Programming approach

• Not recommending straight coding using MCAPI /

MRAPI, as the code becomes a “rats nest” soon

• Will investigate compiling tasking primitives into a runtime that is supported by MCAPI and MRAPI

Other ideas?

XUM Details

• See Ben Meakin’s MS thesis

– Available from http://www.cs.utah.edu/fv

• The thesis provides:

– Code for send/receive

– Correctness properties of interest wrt XUM

• Good test vehicle for HW FV projects

– Memory footprint data

• Very parsimonious support for MCAPI possible

– Latency/throughput measurements on XUM

• Also, comparison with a Pthread-based baseline

XUM Communications Datapath

XUM ISA Extensions

• Send Header

• Send word

• Send tail

• Send ack

• Broadcast

• Receive ack

MCAPI Message Send

• Disable interrupts

• Asm(“sndhd.s …”)

• While (I < bufsize)

– Asm(“sndw …”)

• Asm(“sendtl ..”)

• Asm(“recack”..”)

• Enable interrupts

• Support for connectionless and connected MCAPI protocols

– The latter achieved by not issuing a tail-flit till connection needs to be closed

Further ideas / thoughts

• The embedded multicore space is likely very influential

– Enables development of hardware assist for new APIs and runtime mechanisms

– Even the HPC space may be influenced by design ideas percolating from below

– Dynamic formal verification tools may employ “hooks” into the hardware

• Avoids the “dirty tricks” we had to use in ISP to get control over the MPI runtime very indirectly

– Faking “Wait” operations, pre-issuing Waits to poke the MPI progress engine etc.

• In the end, we can sell what we can debug

• Time to market may be minimized through better FV / dynamic verification support provided by HW

• Great teaching tool

– If the FPGA design tool-chain is a bit kinder/gentler

– Projects such as Lava, Kiwi, .. (MSR) provide rays of hope…

Details of ISP and DAMPI

Work out crooked-barrier example on the board, assisted by a formal transition system

• for MPI,

• Then a transition system for the ISP centralized scheduler (as interposition layer)
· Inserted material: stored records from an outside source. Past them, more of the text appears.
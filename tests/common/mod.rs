//! Shared utilities for integration tests.

#![allow(dead_code)]

use std::net::SocketAddr;
use std::sync::{Arc, Mutex};
use std::time::Duration;

use axum::{extract::State, http::StatusCode, routing::post, Router};
use range_proxy::config::ProxyConfig;
use range_proxy::http::HttpServer;
use range_proxy::lifecycle::Shutdown;
use range_proxy::resilience::TimeoutTier;
use serde_json::Value;
use tokio::io::AsyncWriteExt;
use tokio::net::TcpListener;

pub const ENDPOINT: &str = "/api/huacore.forms/documentapi/getvalue";
pub const BACKEND_PATH: &str = "/internal/getvalue";

/// Bodies the mock backend received, in arrival order.
#[derive(Clone, Default)]
pub struct Received(Arc<Mutex<Vec<Value>>>);

impl Received {
    pub fn bodies(&self) -> Vec<Value> {
        self.0.lock().unwrap().clone()
    }

    pub fn count(&self) -> usize {
        self.0.lock().unwrap().len()
    }
}

#[derive(Clone)]
struct MockState {
    received: Received,
    status: StatusCode,
    body: &'static str,
}

/// Start an axum backend that records every JSON body and answers with a
/// fixed status and raw body.
pub async fn start_mock_backend(status: u16, body: &'static str) -> (SocketAddr, Received) {
    let received = Received::default();
    let state = MockState {
        received: received.clone(),
        status: StatusCode::from_u16(status).unwrap(),
        body,
    };

    let app = Router::new()
        .route(
            BACKEND_PATH,
            post(|State(s): State<MockState>, body: String| async move {
                let value = serde_json::from_str(&body).unwrap_or(Value::String(body));
                s.received.0.lock().unwrap().push(value);
                (s.status, s.body)
            }),
        )
        .with_state(state);

    let listener = TcpListener::bind("127.0.0.1:0").await.unwrap();
    let addr = listener.local_addr().unwrap();
    tokio::spawn(async move {
        let _ = axum::serve(listener, app).await;
    });

    (addr, received)
}

/// Start a backend that accepts connections and never answers.
/// Returns the address and a counter of accepted connections.
pub async fn start_silent_backend() -> (SocketAddr, Arc<Mutex<usize>>) {
    let listener = TcpListener::bind("127.0.0.1:0").await.unwrap();
    let addr = listener.local_addr().unwrap();
    let accepted = Arc::new(Mutex::new(0));
    let counter = accepted.clone();

    tokio::spawn(async move {
        let mut held = Vec::new();
        while let Ok((socket, _)) = listener.accept().await {
            *counter.lock().unwrap() += 1;
            held.push(socket);
        }
    });

    (addr, accepted)
}

/// Start a backend that writes a raw, non-JSON HTTP response.
pub async fn start_raw_backend(body: &'static str) -> SocketAddr {
    let listener = TcpListener::bind("127.0.0.1:0").await.unwrap();
    let addr = listener.local_addr().unwrap();

    tokio::spawn(async move {
        while let Ok((mut socket, _)) = listener.accept().await {
            tokio::spawn(async move {
                let response = format!(
                    "HTTP/1.1 200 OK\r\nContent-Type: text/html\r\nContent-Length: {}\r\nConnection: close\r\n\r\n{}",
                    body.len(),
                    body
                );
                let _ = socket.write_all(response.as_bytes()).await;
                let _ = socket.shutdown().await;
            });
        }
    });

    addr
}

/// An address with nothing listening on it.
pub async fn unused_addr() -> SocketAddr {
    let listener = TcpListener::bind("127.0.0.1:0").await.unwrap();
    let addr = listener.local_addr().unwrap();
    drop(listener);
    addr
}

/// Proxy config pointing at `backend`.
pub fn proxy_config(backend: SocketAddr) -> ProxyConfig {
    let mut config = ProxyConfig::default();
    config.listener.bind_address = "127.0.0.1:0".into();
    config.backend.url = format!("http://{}{}", backend, BACKEND_PATH);
    config.backend.connect_timeout_secs = 2;
    config
}

/// Tier table with one-second deadlines so timeout tests stay fast.
pub fn fast_tiers() -> Vec<TimeoutTier> {
    vec![TimeoutTier::up_to(24, 1), TimeoutTier::catch_all(2)]
}

/// A running proxy. Shuts down when dropped.
pub struct TestProxy {
    pub url: String,
    shutdown: Shutdown,
}

impl Drop for TestProxy {
    fn drop(&mut self) {
        self.shutdown.trigger();
    }
}

pub async fn start_proxy(config: ProxyConfig) -> TestProxy {
    let server = HttpServer::new(config).expect("valid test config");
    let listener = TcpListener::bind("127.0.0.1:0").await.unwrap();
    let addr = listener.local_addr().unwrap();

    let shutdown = Shutdown::new();
    let rx = shutdown.subscribe();
    tokio::spawn(async move {
        let _ = server.run(listener, rx).await;
    });

    // The listener is already bound; give the serve loop a moment to start.
    tokio::time::sleep(Duration::from_millis(50)).await;

    TestProxy {
        url: format!("http://{}{}", addr, ENDPOINT),
        shutdown,
    }
}

pub fn client() -> reqwest::Client {
    reqwest::Client::builder()
        .pool_max_idle_per_host(0)
        .no_proxy()
        .build()
        .unwrap()
}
• Then a transition system for DAMPI’s distributed scheduler (sparse Lamport-clock based)

• The formal transition systems clearly show how the native semantics of MPI has been “tamed” by specific scheduler implementations!

Concluding Remarks

Summary of the explorations of a group (esp. its advisor) in “mid-life crisis”, wanting to be relevant and wanting to be formal

(also wanting to be liked  )

In the end it was worth it

Must now skate to where the puck will be!